■ Your assignment
Copy each line of the following material exactly.

■ Task input
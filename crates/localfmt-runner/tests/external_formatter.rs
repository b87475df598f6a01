#![cfg(unix)]

use localfmt_config::{Config, FormatterRegistry, Platform};
use localfmt_core::{FormattingOptions, Position, Range, RangeFormattingProvider, TextDocument};
use localfmt_runner::{ExternalFormatter, FormatContext, FormatError};
use pretty_assertions::assert_eq;
use std::path::PathBuf;
use std::time::Duration;

fn registry(json: &str) -> FormatterRegistry {
    let config = Config::from_json_str(json).unwrap();
    let (registry, issues) = FormatterRegistry::from_config(&config, Platform::new("linux"));
    assert!(issues.is_empty(), "unexpected issues: {:?}", issues);
    registry
}

fn spacing_formatter() -> ExternalFormatter {
    let registry = registry(
        r#"{
            "formatters": [
                { "command": ["sh", "-c", "sed 's/=/ = /g'"], "languages": ["ini"] }
            ]
        }"#,
    );
    ExternalFormatter::from_registry(&registry, "ini", FormatContext::new("/tmp/settings.ini"))
        .unwrap()
}

#[test]
fn test_document_formatting() {
    let document = TextDocument::new("a=1\nb=2\n");
    let edits = spacing_formatter()
        .provide_document_formatting_edits(&document, &FormattingOptions::default())
        .unwrap();
    assert_eq!(edits.len(), 4);
    assert_eq!(document.apply_edits(&edits).unwrap(), "a = 1\nb = 2\n");
}

#[test]
fn test_range_formatting_only_touches_range() {
    let document = TextDocument::new("a=1\nb=2\nc=3\n");
    let range = Range::new(Position::new(1, 0), Position::new(1, 3));
    let edits = spacing_formatter()
        .provide_range_formatting_edits(&document, range, &FormattingOptions::default())
        .unwrap();
    assert_eq!(edits.len(), 2);
    assert_eq!(document.apply_edits(&edits).unwrap(), "a=1\nb = 2\nc=3\n");
}

#[test]
fn test_options_reach_the_command_line() {
    let registry = registry(
        r#"{
            "formatters": [
                {
                    "command": {
                        "linux": ["sh", "-c", "cat; echo \"$0 $1\"", "$tabSize", "$insertSpaces"],
                        "*": ["false"]
                    },
                    "languages": ["txt"]
                }
            ]
        }"#,
    );
    let formatter =
        ExternalFormatter::from_registry(&registry, "txt", FormatContext::new("/tmp/a.txt"))
            .unwrap();
    let options = FormattingOptions {
        tab_size: 2,
        insert_spaces: false,
    };
    assert_eq!(formatter.run("x\n", &options).unwrap(), "x\n2 false\n");
}

#[test]
fn test_configured_cwd_is_relative_to_workspace() {
    let dir = tempfile::tempdir().unwrap();
    let root = dir.path().canonicalize().unwrap();
    std::fs::create_dir(root.join("tools")).unwrap();

    let registry = registry(
        r#"{ "formatters": [ { "command": ["pwd", "-P"], "cwd": "tools", "languages": ["txt"] } ] }"#,
    );
    let context = FormatContext::new(root.join("notes.txt")).with_workspace_folders([root.clone()]);
    let formatter = ExternalFormatter::from_registry(&registry, "txt", context).unwrap();

    assert_eq!(formatter.cwd(), Some(root.join("tools")));
    let out = formatter.run("", &FormattingOptions::default()).unwrap();
    assert_eq!(PathBuf::from(out.trim_end()), root.join("tools"));
}

#[test]
fn test_failure_produces_no_edits() {
    let registry = registry(
        r#"{ "formatters": [ { "command": ["sh", "-c", "echo bad >&2; exit 1"], "languages": ["c"] } ] }"#,
    );
    let formatter =
        ExternalFormatter::from_registry(&registry, "c", FormatContext::new("/tmp/a.c")).unwrap();
    let document = TextDocument::new("int x;\n");
    let err = formatter
        .provide_document_formatting_edits(&document, &FormattingOptions::default())
        .unwrap_err();
    assert!(matches!(err, FormatError::Failed { code: Some(1), .. }));
}

#[test]
fn test_unknown_language() {
    let registry = registry(r#"{ "formatters": [] }"#);
    let err = ExternalFormatter::from_registry(&registry, "go", FormatContext::new("/tmp/a.go"))
        .unwrap_err();
    assert!(matches!(err, FormatError::NoFormatter(ref language) if language == "go"));
}

#[test]
fn test_timeout() {
    let registry =
        registry(r#"{ "formatters": [ { "command": ["sleep", "5"], "languages": ["txt"] } ] }"#);
    let formatter =
        ExternalFormatter::from_registry(&registry, "txt", FormatContext::new("/tmp/a.txt"))
            .unwrap()
            .with_timeout(Some(Duration::from_millis(100)));
    let err = formatter.run("", &FormattingOptions::default()).unwrap_err();
    assert!(matches!(err, FormatError::Timeout(_)));
}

■ Solution below
filename crates/localfmt-runner/tests/external_formatter.rs
repository b87475df598f6a01
#![cfg(unix)]

use localfmt_config::{Config, FormatterRegistry, Platform};
use localfmt_core::{FormattingOptions, Position, Range, RangeFormattingProvider, TextDocument};
use localfmt_runner::{ExternalFormatter, FormatContext, FormatError};
use pretty_assertions::assert_eq;
use std::path::PathBuf;
use std::time::Duration;

fn registry(json: &str) -> FormatterRegistry {
    let config = Config::from_json_str(json).unwrap();
    let (registry, issues) = FormatterRegistry::from_config(&config, Platform::new("linux"));
    assert!(issues.is_empty(), "unexpected issues: {:?}", issues);
    registry
}

fn spacing_formatter() -> ExternalFormatter {
    let registry = registry(
        r#"{
            "formatters": [
                { "command": ["sh", "-c", "sed 's/=/ = /g'"], "languages": ["ini"] }
            ]
        }"#,
    );
    ExternalFormatter::from_registry(&registry, "ini", FormatContext::new("/tmp/settings.ini"))
        .unwrap()
}

#[test]
fn test_document_formatting() {
    let document = TextDocument::new("a=1\nb=2\n");
    let edits = spacing_formatter()
        .provide_document_formatting_edits(&document, &FormattingOptions::default())
        .unwrap();
    assert_eq!(edits.len(), 4);
    assert_eq!(document.apply_edits(&edits).unwrap(), "a = 1\nb = 2\n");
}

#[test]
fn test_range_formatting_only_touches_range() {
    let document = TextDocument::new("a=1\nb=2\nc=3\n");
    let range = Range::new(Position::new(1, 0), Position::new(1, 3));
    let edits = spacing_formatter()
        .provide_range_formatting_edits(&document, range, &FormattingOptions::default())
        .unwrap();
    assert_eq!(edits.len(), 2);
    assert_eq!(document.apply_edits(&edits).unwrap(), "a=1\nb = 2\nc=3\n");
}

#[test]
fn test_options_reach_the_command_line() {
    let registry = registry(
        r#"{
            "formatters": [
                {
                    "command": {
                        "linux": ["sh", "-c", "cat; echo \"$0 $1\"", "$tabSize", "$insertSpaces"],
                        "*": ["false"]
                    },
                    "languages": ["txt"]
                }
            ]
        }"#,
    );
    let formatter =
        ExternalFormatter::from_registry(&registry, "txt", FormatContext::new("/tmp/a.txt"))
            .unwrap();
    let options = FormattingOptions {
        tab_size: 2,
        insert_spaces: false,
    };
    assert_eq!(formatter.run("x\n", &options).unwrap(), "x\n2 false\n");
}

#[test]
fn test_configured_cwd_is_relative_to_workspace() {
    let dir = tempfile::tempdir().unwrap();
    let root = dir.path().canonicalize().unwrap();
    std::fs::create_dir(root.join("tools")).unwrap();

    let registry = registry(
        r#"{ "formatters": [ { "command": ["pwd", "-P"], "cwd": "tools", "languages": ["txt"] } ] }"#,
    );
    let context = FormatContext::new(root.join("notes.txt")).with_workspace_folders([root.clone()]);
    let formatter = ExternalFormatter::from_registry(&registry, "txt", context).unwrap();

    assert_eq!(formatter.cwd(), Some(root.join("tools")));
    let out = formatter.run("", &FormattingOptions::default()).unwrap();
    assert_eq!(PathBuf::from(out.trim_end()), root.join("tools"));
}

#[test]
fn test_failure_produces_no_edits() {
    let registry = registry(
        r#"{ "formatters": [ { "command": ["sh", "-c", "echo bad >&2; exit 1"], "languages": ["c"] } ] }"#,
    );
    let formatter =
        ExternalFormatter::from_registry(&registry, "c", FormatContext::new("/tmp/a.c")).unwrap();
    let document = TextDocument::new("int x;\n");
    let err = formatter
        .provide_document_formatting_edits(&document, &FormattingOptions::default())
        .unwrap_err();
    assert!(matches!(err, FormatError::Failed { code: Some(1), .. }));
}

#[test]
fn test_unknown_language() {
    let registry = registry(r#"{ "formatters": [] }"#);
    let err = ExternalFormatter::from_registry(&registry, "go", FormatContext::new("/tmp/a.go"))
        .unwrap_err();
    assert!(matches!(err, FormatError::NoFormatter(ref language) if language == "go"));
}

#[test]
fn test_timeout() {
    let registry =
        registry(r#"{ "formatters": [ { "command": ["sleep", "5"], "languages": ["txt"] } ] }"#);
    let formatter =
        ExternalFormatter::from_registry(&registry, "txt", FormatContext::new("/tmp/a.txt"))
            .unwrap()
            .with_timeout(Some(Duration::from_millis(100)));
    let err = formatter.run("", &FormattingOptions::default()).unwrap_err();
    assert!(matches!(err, FormatError::Timeout(_)));
}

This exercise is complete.